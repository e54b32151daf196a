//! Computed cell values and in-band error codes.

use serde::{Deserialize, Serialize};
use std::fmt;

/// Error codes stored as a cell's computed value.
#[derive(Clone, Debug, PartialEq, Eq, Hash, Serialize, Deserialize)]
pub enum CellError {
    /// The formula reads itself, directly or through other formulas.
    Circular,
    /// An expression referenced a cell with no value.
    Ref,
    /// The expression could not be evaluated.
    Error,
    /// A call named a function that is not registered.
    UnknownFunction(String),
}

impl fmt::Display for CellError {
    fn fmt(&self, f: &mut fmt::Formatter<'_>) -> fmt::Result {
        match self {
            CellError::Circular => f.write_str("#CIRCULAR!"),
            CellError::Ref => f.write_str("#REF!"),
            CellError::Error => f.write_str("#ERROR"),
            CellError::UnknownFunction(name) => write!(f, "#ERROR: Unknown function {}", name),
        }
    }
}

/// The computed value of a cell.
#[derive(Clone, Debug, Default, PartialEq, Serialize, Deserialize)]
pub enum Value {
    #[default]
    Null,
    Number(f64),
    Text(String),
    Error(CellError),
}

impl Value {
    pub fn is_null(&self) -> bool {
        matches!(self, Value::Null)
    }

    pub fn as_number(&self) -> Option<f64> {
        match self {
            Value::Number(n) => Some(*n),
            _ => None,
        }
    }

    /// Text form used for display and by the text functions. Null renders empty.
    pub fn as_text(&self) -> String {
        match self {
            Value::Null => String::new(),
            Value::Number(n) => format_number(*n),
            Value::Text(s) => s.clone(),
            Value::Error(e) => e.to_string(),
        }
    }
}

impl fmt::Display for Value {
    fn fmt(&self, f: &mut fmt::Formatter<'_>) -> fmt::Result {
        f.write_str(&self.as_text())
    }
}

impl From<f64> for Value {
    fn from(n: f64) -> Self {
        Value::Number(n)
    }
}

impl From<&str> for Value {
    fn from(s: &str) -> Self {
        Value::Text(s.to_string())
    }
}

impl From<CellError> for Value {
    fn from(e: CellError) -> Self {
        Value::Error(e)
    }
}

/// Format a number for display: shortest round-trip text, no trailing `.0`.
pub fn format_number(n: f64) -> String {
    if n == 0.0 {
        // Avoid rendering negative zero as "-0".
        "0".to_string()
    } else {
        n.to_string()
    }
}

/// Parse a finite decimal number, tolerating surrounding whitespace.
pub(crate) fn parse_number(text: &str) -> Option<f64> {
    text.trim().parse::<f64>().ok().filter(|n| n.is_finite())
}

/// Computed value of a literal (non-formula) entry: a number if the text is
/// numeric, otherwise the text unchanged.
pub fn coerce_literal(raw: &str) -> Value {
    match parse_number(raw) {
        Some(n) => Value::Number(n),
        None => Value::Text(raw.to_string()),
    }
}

--

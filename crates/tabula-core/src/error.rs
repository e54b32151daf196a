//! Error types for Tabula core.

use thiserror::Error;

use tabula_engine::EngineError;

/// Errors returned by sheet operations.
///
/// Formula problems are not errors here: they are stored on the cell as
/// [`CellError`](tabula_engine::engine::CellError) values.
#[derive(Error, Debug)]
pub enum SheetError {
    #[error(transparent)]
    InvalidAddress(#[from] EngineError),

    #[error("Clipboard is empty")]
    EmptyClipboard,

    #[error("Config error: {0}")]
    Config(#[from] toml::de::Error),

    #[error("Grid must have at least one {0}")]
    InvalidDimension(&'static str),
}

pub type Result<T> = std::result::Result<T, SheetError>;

...

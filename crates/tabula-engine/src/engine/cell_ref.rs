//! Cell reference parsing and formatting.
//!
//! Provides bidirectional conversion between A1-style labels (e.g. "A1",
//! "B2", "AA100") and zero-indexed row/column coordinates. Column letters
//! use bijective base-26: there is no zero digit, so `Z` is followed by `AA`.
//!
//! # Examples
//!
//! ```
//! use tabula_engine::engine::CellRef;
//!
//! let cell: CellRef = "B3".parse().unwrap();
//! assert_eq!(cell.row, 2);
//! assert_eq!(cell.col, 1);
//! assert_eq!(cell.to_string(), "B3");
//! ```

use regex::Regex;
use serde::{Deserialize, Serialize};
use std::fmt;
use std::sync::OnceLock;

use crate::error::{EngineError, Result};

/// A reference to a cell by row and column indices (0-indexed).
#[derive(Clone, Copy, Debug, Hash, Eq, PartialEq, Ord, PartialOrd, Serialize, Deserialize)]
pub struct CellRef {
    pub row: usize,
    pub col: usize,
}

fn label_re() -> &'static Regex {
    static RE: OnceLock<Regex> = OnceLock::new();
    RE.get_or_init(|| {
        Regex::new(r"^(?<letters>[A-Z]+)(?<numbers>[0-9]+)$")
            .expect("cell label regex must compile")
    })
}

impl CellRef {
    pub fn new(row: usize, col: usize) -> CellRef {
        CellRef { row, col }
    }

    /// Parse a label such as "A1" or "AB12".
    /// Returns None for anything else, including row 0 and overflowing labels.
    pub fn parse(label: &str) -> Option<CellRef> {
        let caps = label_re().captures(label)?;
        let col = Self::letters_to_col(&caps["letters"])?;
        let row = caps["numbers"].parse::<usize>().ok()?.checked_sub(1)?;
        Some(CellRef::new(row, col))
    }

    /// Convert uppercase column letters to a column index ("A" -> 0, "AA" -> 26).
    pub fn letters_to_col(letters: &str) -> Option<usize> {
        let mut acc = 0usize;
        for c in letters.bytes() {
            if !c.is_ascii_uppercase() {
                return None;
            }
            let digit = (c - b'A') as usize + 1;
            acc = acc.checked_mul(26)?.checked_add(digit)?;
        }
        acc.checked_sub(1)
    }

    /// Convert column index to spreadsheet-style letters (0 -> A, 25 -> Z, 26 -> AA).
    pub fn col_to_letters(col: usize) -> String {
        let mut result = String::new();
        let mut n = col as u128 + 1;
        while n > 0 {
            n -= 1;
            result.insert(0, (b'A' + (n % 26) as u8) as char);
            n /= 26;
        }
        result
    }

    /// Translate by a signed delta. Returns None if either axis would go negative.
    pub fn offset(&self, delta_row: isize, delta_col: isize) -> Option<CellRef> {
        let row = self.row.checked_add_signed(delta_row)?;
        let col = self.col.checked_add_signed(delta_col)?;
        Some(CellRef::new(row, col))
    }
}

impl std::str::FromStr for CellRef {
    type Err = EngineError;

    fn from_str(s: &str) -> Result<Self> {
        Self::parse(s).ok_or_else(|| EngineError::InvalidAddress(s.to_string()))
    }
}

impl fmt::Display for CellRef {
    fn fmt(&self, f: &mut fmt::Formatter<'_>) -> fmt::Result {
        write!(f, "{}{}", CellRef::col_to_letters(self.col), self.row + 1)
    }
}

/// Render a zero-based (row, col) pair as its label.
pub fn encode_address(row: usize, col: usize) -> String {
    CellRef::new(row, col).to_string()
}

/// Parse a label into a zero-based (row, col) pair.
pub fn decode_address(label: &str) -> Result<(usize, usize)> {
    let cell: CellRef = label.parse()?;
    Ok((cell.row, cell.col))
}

What is needed
Each line above from the one with "coordinates. Column letters" up to and including the one with "and overflowing labels." must be set down exactly, and no line outside that span may appear.

Your response
//! "B2", "AA100") and zero-indexed row/column coordinates. Column letters
//! use bijective base-26: there is no zero digit, so `Z` is followed by `AA`.
//!
//! # Examples
//!
//! ```
//! use tabula_engine::engine::CellRef;
//!
//! let cell: CellRef = "B3".parse().unwrap();
//! assert_eq!(cell.row, 2);
//! assert_eq!(cell.col, 1);
//! assert_eq!(cell.to_string(), "B3");
//! ```

use regex::Regex;
use serde::{Deserialize, Serialize};
use std::fmt;
use std::sync::OnceLock;

use crate::error::{EngineError, Result};

/// A reference to a cell by row and column indices (0-indexed).
#[derive(Clone, Copy, Debug, Hash, Eq, PartialEq, Ord, PartialOrd, Serialize, Deserialize)]
pub struct CellRef {
    pub row: usize,
    pub col: usize,
}

fn label_re() -> &'static Regex {
    static RE: OnceLock<Regex> = OnceLock::new();
    RE.get_or_init(|| {
        Regex::new(r"^(?<letters>[A-Z]+)(?<numbers>[0-9]+)$")
            .expect("cell label regex must compile")
    })
}

impl CellRef {
    pub fn new(row: usize, col: usize) -> CellRef {
        CellRef { row, col }
    }

    /// Parse a label such as "A1" or "AB12".
    /// Returns None for anything else, including row 0 and overflowing labels.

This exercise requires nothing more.